* [THE TASK] Make an exact copy of the lines below.
=== DATA IN THIS EXERCISE ===
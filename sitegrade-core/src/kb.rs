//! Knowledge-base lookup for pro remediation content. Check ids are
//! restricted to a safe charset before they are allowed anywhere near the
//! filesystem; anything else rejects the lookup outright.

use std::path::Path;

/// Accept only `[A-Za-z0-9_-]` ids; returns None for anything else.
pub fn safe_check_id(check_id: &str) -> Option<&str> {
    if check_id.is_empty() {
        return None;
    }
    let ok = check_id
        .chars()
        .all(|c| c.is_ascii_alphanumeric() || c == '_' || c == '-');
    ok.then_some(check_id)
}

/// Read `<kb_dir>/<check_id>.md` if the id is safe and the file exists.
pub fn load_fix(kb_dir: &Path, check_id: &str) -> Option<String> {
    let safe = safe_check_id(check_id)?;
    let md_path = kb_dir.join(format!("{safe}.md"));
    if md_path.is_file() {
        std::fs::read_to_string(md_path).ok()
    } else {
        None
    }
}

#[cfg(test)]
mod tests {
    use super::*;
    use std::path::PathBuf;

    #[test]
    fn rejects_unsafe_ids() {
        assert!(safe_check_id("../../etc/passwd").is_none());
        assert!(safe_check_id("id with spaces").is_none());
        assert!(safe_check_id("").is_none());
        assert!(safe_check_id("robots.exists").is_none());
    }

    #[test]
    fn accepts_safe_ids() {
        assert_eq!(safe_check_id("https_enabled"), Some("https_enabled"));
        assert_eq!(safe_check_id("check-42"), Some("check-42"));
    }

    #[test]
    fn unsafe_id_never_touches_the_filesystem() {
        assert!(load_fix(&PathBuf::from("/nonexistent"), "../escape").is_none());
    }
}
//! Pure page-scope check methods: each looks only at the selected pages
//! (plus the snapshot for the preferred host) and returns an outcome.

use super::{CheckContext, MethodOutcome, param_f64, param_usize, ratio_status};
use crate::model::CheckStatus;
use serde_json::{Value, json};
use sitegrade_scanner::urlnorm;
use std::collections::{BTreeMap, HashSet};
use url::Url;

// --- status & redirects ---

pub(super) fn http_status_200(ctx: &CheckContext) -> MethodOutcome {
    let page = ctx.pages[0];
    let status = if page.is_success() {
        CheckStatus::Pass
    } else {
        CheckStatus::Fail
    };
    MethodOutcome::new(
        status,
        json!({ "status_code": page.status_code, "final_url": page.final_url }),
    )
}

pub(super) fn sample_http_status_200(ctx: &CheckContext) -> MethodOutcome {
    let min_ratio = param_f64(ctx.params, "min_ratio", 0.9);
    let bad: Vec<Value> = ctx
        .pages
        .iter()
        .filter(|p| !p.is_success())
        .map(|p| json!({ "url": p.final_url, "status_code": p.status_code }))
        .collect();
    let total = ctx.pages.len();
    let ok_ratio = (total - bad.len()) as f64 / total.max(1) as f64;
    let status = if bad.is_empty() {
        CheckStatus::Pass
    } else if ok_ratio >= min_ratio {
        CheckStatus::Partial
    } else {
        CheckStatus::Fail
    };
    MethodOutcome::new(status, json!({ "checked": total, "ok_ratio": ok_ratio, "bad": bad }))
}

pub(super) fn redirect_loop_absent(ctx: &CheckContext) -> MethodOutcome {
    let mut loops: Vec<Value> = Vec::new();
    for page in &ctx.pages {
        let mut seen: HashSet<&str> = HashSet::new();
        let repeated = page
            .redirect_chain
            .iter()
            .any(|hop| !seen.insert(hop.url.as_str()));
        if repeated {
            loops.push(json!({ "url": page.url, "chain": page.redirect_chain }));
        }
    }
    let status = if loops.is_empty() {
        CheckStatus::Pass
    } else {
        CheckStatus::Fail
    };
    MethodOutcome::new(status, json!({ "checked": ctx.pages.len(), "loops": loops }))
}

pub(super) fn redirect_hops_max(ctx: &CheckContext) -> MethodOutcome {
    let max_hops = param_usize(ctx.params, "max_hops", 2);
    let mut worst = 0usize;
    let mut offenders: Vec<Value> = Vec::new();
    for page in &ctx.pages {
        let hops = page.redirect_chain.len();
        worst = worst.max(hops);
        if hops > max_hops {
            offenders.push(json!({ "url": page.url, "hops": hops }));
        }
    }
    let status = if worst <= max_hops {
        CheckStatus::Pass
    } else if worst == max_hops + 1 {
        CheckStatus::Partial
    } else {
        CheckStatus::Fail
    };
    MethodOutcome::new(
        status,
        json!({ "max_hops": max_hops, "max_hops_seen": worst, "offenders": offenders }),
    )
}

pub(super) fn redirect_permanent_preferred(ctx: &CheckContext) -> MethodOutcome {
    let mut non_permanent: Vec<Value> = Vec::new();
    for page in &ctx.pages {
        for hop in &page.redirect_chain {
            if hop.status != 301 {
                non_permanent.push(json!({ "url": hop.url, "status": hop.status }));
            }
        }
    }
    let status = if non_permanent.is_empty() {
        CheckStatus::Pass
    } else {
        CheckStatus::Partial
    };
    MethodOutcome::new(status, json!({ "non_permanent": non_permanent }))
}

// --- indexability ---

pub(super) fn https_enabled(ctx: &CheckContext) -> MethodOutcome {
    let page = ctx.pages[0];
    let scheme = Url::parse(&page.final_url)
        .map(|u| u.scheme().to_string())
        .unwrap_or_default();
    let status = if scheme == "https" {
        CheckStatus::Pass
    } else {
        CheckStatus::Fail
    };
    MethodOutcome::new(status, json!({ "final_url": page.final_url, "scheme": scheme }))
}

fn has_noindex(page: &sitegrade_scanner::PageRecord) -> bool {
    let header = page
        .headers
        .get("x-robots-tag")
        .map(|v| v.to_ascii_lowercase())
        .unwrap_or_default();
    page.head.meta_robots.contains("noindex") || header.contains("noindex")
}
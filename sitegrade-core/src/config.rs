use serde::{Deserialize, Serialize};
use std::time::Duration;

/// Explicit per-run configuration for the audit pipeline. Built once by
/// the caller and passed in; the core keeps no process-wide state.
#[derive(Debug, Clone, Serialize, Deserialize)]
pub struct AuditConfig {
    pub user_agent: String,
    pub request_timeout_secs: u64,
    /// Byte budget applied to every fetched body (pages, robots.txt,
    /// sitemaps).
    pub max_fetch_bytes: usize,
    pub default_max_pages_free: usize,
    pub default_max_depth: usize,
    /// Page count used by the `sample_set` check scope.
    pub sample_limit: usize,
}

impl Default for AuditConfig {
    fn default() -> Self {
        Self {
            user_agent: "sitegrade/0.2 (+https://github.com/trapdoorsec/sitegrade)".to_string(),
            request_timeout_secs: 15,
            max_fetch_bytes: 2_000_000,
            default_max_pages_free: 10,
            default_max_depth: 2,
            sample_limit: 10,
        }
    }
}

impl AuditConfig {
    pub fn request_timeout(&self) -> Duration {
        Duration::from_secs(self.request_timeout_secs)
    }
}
===
* [RESPONSE BELOW]
filename sitegrade-core/src/kb.rs
//! Knowledge-base lookup for pro remediation content. Check ids are
//! restricted to a safe charset before they are allowed anywhere near the
//! filesystem; anything else rejects the lookup outright.

use std::path::Path;

/// Accept only `[A-Za-z0-9_-]` ids; returns None for anything else.
pub fn safe_check_id(check_id: &str) -> Option<&str> {
    if check_id.is_empty() {
        return None;
    }
    let ok = check_id
        .chars()
        .all(|c| c.is_ascii_alphanumeric() || c == '_' || c == '-');
    ok.then_some(check_id)
}

/// Read `<kb_dir>/<check_id>.md` if the id is safe and the file exists.
pub fn load_fix(kb_dir: &Path, check_id: &str) -> Option<String> {
    let safe = safe_check_id(check_id)?;
    let md_path = kb_dir.join(format!("{safe}.md"));
    if md_path.is_file() {
        std::fs::read_to_string(md_path).ok()
    } else {
        None
    }
}

#[cfg(test)]
mod tests {
    use super::*;
    use std::path::PathBuf;

    #[test]
    fn rejects_unsafe_ids() {
        assert!(safe_check_id("../../etc/passwd").is_none());
        assert!(safe_check_id("id with spaces").is_none());
        assert!(safe_check_id("").is_none());
        assert!(safe_check_id("robots.exists").is_none());
    }

    #[test]
    fn accepts_safe_ids() {
        assert_eq!(safe_check_id("https_enabled"), Some("https_enabled"));
        assert_eq!(safe_check_id("check-42"), Some("check-42"));
    }

    #[test]
    fn unsafe_id_never_touches_the_filesystem() {
        assert!(load_fix(&PathBuf::from("/nonexistent"), "../escape").is_none());
    }
}
//! Pure page-scope check methods: each looks only at the selected pages
//! (plus the snapshot for the preferred host) and returns an outcome.

use super::{CheckContext, MethodOutcome, param_f64, param_usize, ratio_status};
use crate::model::CheckStatus;
use serde_json::{Value, json};
use sitegrade_scanner::urlnorm;
use std::collections::{BTreeMap, HashSet};
use url::Url;

// --- status & redirects ---

pub(super) fn http_status_200(ctx: &CheckContext) -> MethodOutcome {
    let page = ctx.pages[0];
    let status = if page.is_success() {
        CheckStatus::Pass
    } else {
        CheckStatus::Fail
    };
    MethodOutcome::new(
        status,
        json!({ "status_code": page.status_code, "final_url": page.final_url }),
    )
}

pub(super) fn sample_http_status_200(ctx: &CheckContext) -> MethodOutcome {
    let min_ratio = param_f64(ctx.params, "min_ratio", 0.9);
    let bad: Vec<Value> = ctx
        .pages
        .iter()
        .filter(|p| !p.is_success())
        .map(|p| json!({ "url": p.final_url, "status_code": p.status_code }))
        .collect();
    let total = ctx.pages.len();
    let ok_ratio = (total - bad.len()) as f64 / total.max(1) as f64;
    let status = if bad.is_empty() {
        CheckStatus::Pass
    } else if ok_ratio >= min_ratio {
        CheckStatus::Partial
    } else {
        CheckStatus::Fail
    };
    MethodOutcome::new(status, json!({ "checked": total, "ok_ratio": ok_ratio, "bad": bad }))
}

pub(super) fn redirect_loop_absent(ctx: &CheckContext) -> MethodOutcome {
    let mut loops: Vec<Value> = Vec::new();
    for page in &ctx.pages {
        let mut seen: HashSet<&str> = HashSet::new();
        let repeated = page
            .redirect_chain
            .iter()
            .any(|hop| !seen.insert(hop.url.as_str()));
        if repeated {
            loops.push(json!({ "url": page.url, "chain": page.redirect_chain }));
        }
    }
    let status = if loops.is_empty() {
        CheckStatus::Pass
    } else {
        CheckStatus::Fail
    };
    MethodOutcome::new(status, json!({ "checked": ctx.pages.len(), "loops": loops }))
}

pub(super) fn redirect_hops_max(ctx: &CheckContext) -> MethodOutcome {
    let max_hops = param_usize(ctx.params, "max_hops", 2);
    let mut worst = 0usize;
    let mut offenders: Vec<Value> = Vec::new();
    for page in &ctx.pages {
        let hops = page.redirect_chain.len();
        worst = worst.max(hops);
        if hops > max_hops {
            offenders.push(json!({ "url": page.url, "hops": hops }));
        }
    }
    let status = if worst <= max_hops {
        CheckStatus::Pass
    } else if worst == max_hops + 1 {
        CheckStatus::Partial
    } else {
        CheckStatus::Fail
    };
    MethodOutcome::new(
        status,
        json!({ "max_hops": max_hops, "max_hops_seen": worst, "offenders": offenders }),
    )
}

pub(super) fn redirect_permanent_preferred(ctx: &CheckContext) -> MethodOutcome {
    let mut non_permanent: Vec<Value> = Vec::new();
    for page in &ctx.pages {
        for hop in &page.redirect_chain {
            if hop.status != 301 {
                non_permanent.push(json!({ "url": hop.url, "status": hop.status }));
            }
        }
    }
    let status = if non_permanent.is_empty() {
        CheckStatus::Pass
    } else {
        CheckStatus::Partial
    };
    MethodOutcome::new(status, json!({ "non_permanent": non_permanent }))
}

// --- indexability ---

pub(super) fn https_enabled(ctx: &CheckContext) -> MethodOutcome {
    let page = ctx.pages[0];
    let scheme = Url::parse(&page.final_url)
        .map(|u| u.scheme().to_string())
        .unwrap_or_default();
    let status = if scheme == "https" {
        CheckStatus::Pass
    } else {
        CheckStatus::Fail
    };
    MethodOutcome::new(status, json!({ "final_url": page.final_url, "scheme": scheme }))
}

fn has_noindex(page: &sitegrade_scanner::PageRecord) -> bool {
    let header = page
        .headers
        .get("x-robots-tag")
        .map(|v| v.to_ascii_lowercase())
        .unwrap_or_default();
    page.head.meta_robots.contains("noindex") || header.contains("noindex")
}
filename sitegrade-core/src/config.rs
use serde::{Deserialize, Serialize};
use std::time::Duration;

/// Explicit per-run configuration for the audit pipeline. Built once by
/// the caller and passed in; the core keeps no process-wide state.
#[derive(Debug, Clone, Serialize, Deserialize)]
pub struct AuditConfig {
    pub user_agent: String,
    pub request_timeout_secs: u64,
    /// Byte budget applied to every fetched body (pages, robots.txt,
    /// sitemaps).
    pub max_fetch_bytes: usize,
    pub default_max_pages_free: usize,
    pub default_max_depth: usize,
    /// Page count used by the `sample_set` check scope.
    pub sample_limit: usize,
}

impl Default for AuditConfig {
    fn default() -> Self {
        Self {
            user_agent: "sitegrade/0.2 (+https://github.com/trapdoorsec/sitegrade)".to_string(),
            request_timeout_secs: 15,
            max_fetch_bytes: 2_000_000,
            default_max_pages_free: 10,
            default_max_depth: 2,
            sample_limit: 10,
        }
    }
}

impl AuditConfig {
    pub fn request_timeout(&self) -> Duration {
        Duration::from_secs(self.request_timeout_secs)
    }
}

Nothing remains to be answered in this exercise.